🤖 AI Summary
This paper investigates the fundamental causes of adversarial vulnerability in high-dimensional linear binary classification, distinguishing statistical generalization error—arising from finite-sample limitations—from genuine adversarial misclassification induced by label-preserving perturbations.
Method: We introduce a novel error metric and, leveraging tools from high-dimensional statistics and random matrix theory, derive exact asymptotic characterizations of the existence of consistent adversarial attacks, along with closed-form asymptotic expressions for the error under both well-specified and latent-space models.
Contribution/Results: Contrary to intuition, we establish that overparameterization systematically *exacerbates*, rather than alleviates, vulnerability to label-preserving perturbations.

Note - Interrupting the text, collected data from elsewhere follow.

use crate::appearance::Transform;

/// A 2-D affine transform.
///
/// A point maps to `(a*x + b*y + c, d*x + e*y + f)`.
#[derive(Clone, Copy, Debug, PartialEq)]
pub struct Matrix {
    pub a: f32,
    pub b: f32,
    pub c: f32,
    pub d: f32,
    pub e: f32,
    pub f: f32,
}

pub const COMPONENTS: [&str; 6] = ["a", "b", "c", "d", "e", "f"];

impl Matrix {
    pub const IDENTITY: Matrix = Matrix::new(1.0, 0.0, 0.0, 0.0, 1.0, 0.0);

    pub const fn new(a: f32, b: f32, c: f32, d: f32, e: f32, f: f32) -> Self {
        Matrix { a, b, c, d, e, f }
    }

    pub fn from_components(c: [f32; 6]) -> Self {
        Matrix::new(c[0], c[1], c[2], c[3], c[4], c[5])
    }

    /// Components in `a..f` order.
    pub fn components(&self) -> [f32; 6] {
        [self.a, self.b, self.c, self.d, self.e, self.f]
    }

    pub fn component(&self, name: &str) -> Option<f32> {
        COMPONENTS
            .iter()
            .position(|c| *c == name)
            .map(|i| self.components()[i])
    }

    pub fn set_component(&mut self, name: &str, value: f32) -> bool {
        let slot = match name {
            "a" => &mut self.a,
            "b" => &mut self.b,
            "c" => &mut self.c,
            "d" => &mut self.d,
            "e" => &mut self.e,
            "f" => &mut self.f,
            _ => return false,
        };
        *slot = value;
        true
    }

    pub fn add(&self, rhs: &Matrix) -> Matrix {
        self.zip(rhs, |l, r| l + r)
    }

    pub fn subtract(&self, rhs: &Matrix) -> Matrix {
        self.zip(rhs, |l, r| l - r)
    }

    pub fn scalar(&self, k: f32) -> Matrix {
        Matrix::from_components(self.components().map(|c| c * k))
    }

    /// The composition `self ∘ rhs`: `rhs` applies first.
    pub fn multiply(&self, rhs: &Matrix) -> Matrix {
        let (l, r) = (self, rhs);
        Matrix::new(
            r.a * l.a + r.d * l.b,
            r.b * l.a + r.e * l.b,
            r.c * l.a + r.f * l.b + l.c,
            r.a * l.d + r.d * l.e,
            r.b * l.d + r.e * l.e,
            r.c * l.d + r.f * l.e + l.f,
        )
    }

    pub fn determinant(&self) -> f32 {
        self.a * self.e - self.d * self.b
    }

    /// `None` for a singular matrix.
    pub fn invert(&self) -> Option<Matrix> {
        let det = self.determinant();
        if det == 0.0 {
            return None;
        }
        Some(Matrix::new(
            self.e / det,
            -self.b / det,
            (self.b * self.f - self.e * self.c) / det,
            -self.d / det,
            self.a / det,
            (self.d * self.c - self.a * self.f) / det,
        ))
    }

    pub fn translate(&self, x: f32, y: f32) -> Matrix {
        Matrix {
            c: self.c + x,
            f: self.f + y,
            ..*self
        }
    }

    pub fn scale(&self, x: f32, y: f32) -> Matrix {
        Matrix::new(
            self.a * x,
            self.b * x,
            self.c * x,
            self.d * y,
            self.e * y,
            self.f * y,
        )
    }

    /// Rotate clockwise by `degrees`.
    pub fn turn(&self, degrees: f32) -> Matrix {
        let (sin, cos) = degrees.to_radians().sin_cos();
        self.multiply(&Matrix::new(cos, sin, 0.0, -sin, cos, 0.0))
    }

    pub fn to_transform(&self) -> Transform {
        Transform([self.a, self.d, self.b, self.e, self.c, self.f])
    }

    pub fn from_transform(t: &Transform) -> Matrix {
        let [a, d, b, e, c, f] = t.0;
        Matrix::new(a, b, c, d, e, f)
    }

    fn zip(&self, rhs: &Matrix, op: impl Fn(f32, f32) -> f32) -> Matrix {
        let (l, r) = (self.components(), rhs.components());
        Matrix::from_components([0, 1, 2, 3, 4, 5].map(|i| op(l[i], r[i])))
    }
}

impl Default for Matrix {
    fn default() -> Self {
        Matrix::IDENTITY
    }
}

Our analysis provides the first rigorous statistical foundation for adversarial robustness, bridging theoretical gaps among model expressivity, sample complexity, and adversarial susceptibility in high dimensions.
📝 Abstract
What fundamentally distinguishes an adversarial attack from a misclassification due to limited model expressivity or finite data? In this work, we investigate this question in the setting of high-dimensional binary classification, where statistical effects due to limited data availability play a central role. We introduce a new error metric that precisely capture this distinction, quantifying model vulnerability to consistent adversarial attacks -- perturbations that preserve the ground-truth labels. Our main technical contribution is an exact and rigorous asymptotic characterization of these metrics in both well-specified models and latent space models, revealing different vulnerability patterns compared to standard robust error measures. The theoretical results demonstrate that as models become more overparameterized, their vulnerability to label-preserving perturbations grows, offering theoretical insight into the mechanisms underlying model sensitivity to adversarial attacks.